*** RECORDS SHOWN Section Begins ***

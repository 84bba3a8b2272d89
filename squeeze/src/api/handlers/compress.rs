use crate::AppState;
use crate::api::models::compress::{CompressResponse, UploadRequest, savings_percent};
use crate::codec::{self, CodecError, Quality, SourceFormat};
use crate::errors::{Error, Result};
use crate::store::ArtifactStore;
use axum::{
    Json,
    extract::{Multipart, State, multipart::MultipartRejection},
};
use image::DynamicImage;
use std::io::{BufWriter, Write};
use tracing::{info, instrument};

/// Outcome of the blocking decode/encode/store step
#[derive(Debug)]
struct Compressed {
    filename: String,
    compressed_size: u64,
    format: SourceFormat,
}

fn upload_failed(e: impl std::fmt::Display) -> Error {
    Error::UploadFailed { reason: e.to_string() }
}

/// Pull the `image` file part and the optional `quality` field out of the form.
///
/// Only the first occurrence of each field is used. An `image` part without a filename is not a
/// file upload and is ignored.
async fn read_upload(mut multipart: Multipart, default_quality: u32) -> Result<UploadRequest> {
    let mut image = None;
    let mut quality = None;

    while let Some(field) = multipart.next_field().await.map_err(upload_failed)? {
        let field_name = field.name().unwrap_or("").to_string();

        match field_name.as_str() {
            "image" if image.is_none() && field.file_name().is_some() => {
                image = Some(field.bytes().await.map_err(upload_failed)?);
            }
            "quality" if quality.is_none() => {
                quality = Some(field.text().await.map_err(upload_failed)?);
            }
            _ => {}
        }
    }

    let image = image.ok_or_else(|| upload_failed("missing `image` file part"))?;

    Ok(UploadRequest {
        image,
        quality: Quality::parse_or(quality.as_deref(), default_quality),
    })
}

/// Decode, create the artifact, encode into it and stat the result.
///
/// Runs on the blocking pool.
fn compress_to_store(store: &ArtifactStore, data: &[u8], quality: Quality) -> Result<Compressed> {
    let decoded = codec::decode(data).map_err(Error::UnsupportedImage)?;

    let artifact = store.create().map_err(Error::CreateOutput)?;
    let compressed_size = encode_into_artifact(
        store,
        &artifact.filename,
        &decoded.image,
        quality,
        BufWriter::new(artifact.file),
    )?;

    Ok(Compressed {
        filename: artifact.filename,
        compressed_size,
        format: decoded.format,
    })
}

/// Encode `image` through `writer` into the artifact `filename` and return its size on disk.
///
/// A failed encode or flush removes the partial artifact.
fn encode_into_artifact<W: Write>(
    store: &ArtifactStore,
    filename: &str,
    image: &DynamicImage,
    quality: Quality,
    mut writer: W,
) -> Result<u64> {
    let written = codec::encode_jpeg(image, quality, &mut writer).and_then(|()| writer.flush().map_err(CodecError::from));
    // Close the file before stat or removal
    drop(writer);

    if let Err(e) = written {
        store.discard(filename);
        return Err(Error::Compression(e));
    }

    store.size(filename).map_err(|e| Error::Internal {
        operation: format!("stat artifact {filename}: {e}"),
    })
}

#[utoipa::path(
    post,
    path = "/api/compress",
    tag = "compress",
    summary = "Compress image",
    description = "Re-encode an uploaded JPEG, PNG, GIF or WebP image as JPEG. The `quality` field (1-100, default 75) \
                   controls the encoder; missing, non-numeric or non-positive values use the default.",
    request_body(
        content_type = "multipart/form-data",
        description = "`image` file part (required) and `quality` text field (optional)"
    ),
    responses(
        (status = 200, description = "Image compressed and stored", body = CompressResponse),
        (status = 400, description = "Upload missing or not a decodable image", body = CompressResponse),
        (status = 405, description = "Method not allowed"),
        (status = 500, description = "Output could not be written", body = CompressResponse)
    )
)]
#[instrument(skip_all)]
pub async fn compress_image(
    State(state): State<AppState>,
    multipart: std::result::Result<Multipart, MultipartRejection>,
) -> Result<Json<CompressResponse>> {
    let multipart = multipart.map_err(upload_failed)?;
    let upload = read_upload(multipart, state.config.default_quality).await?;

    // Also keeps the savings division well-defined
    if upload.image.is_empty() {
        return Err(Error::EmptyUpload);
    }

    let original_size = upload.original_size();
    let quality = upload.quality;
    let store = state.store.clone();

    let compressed = tokio::task::spawn_blocking(move || compress_to_store(&store, &upload.image, quality))
        .await
        .map_err(|e| Error::Internal {
            operation: format!("join compression task: {e}"),
        })??;

    let savings = savings_percent(original_size, compressed.compressed_size);

    info!(
        filename = %compressed.filename,
        format = %compressed.format,
        quality = quality.get(),
        original_size,
        compressed_size = compressed.compressed_size,
        savings,
        "Image compressed"
    );

    Ok(Json(CompressResponse {
        success: true,
        message: None,
        original_size: Some(original_size),
        compressed_size: Some(compressed.compressed_size),
        savings: Some(savings),
        download_url: Some(state.config.download_url(&compressed.filename)),
        format: Some(compressed.format.name().to_string()),
    }))
}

*** RECORDS SHOWN Section Ends ***

» **PROBLEM**
Whenever a line of the data above includes the word "SourceFormat", copy that line.

» **YOUR SOLUTION**
use crate::codec::{self, CodecError, Quality, SourceFormat};
    format: SourceFormat,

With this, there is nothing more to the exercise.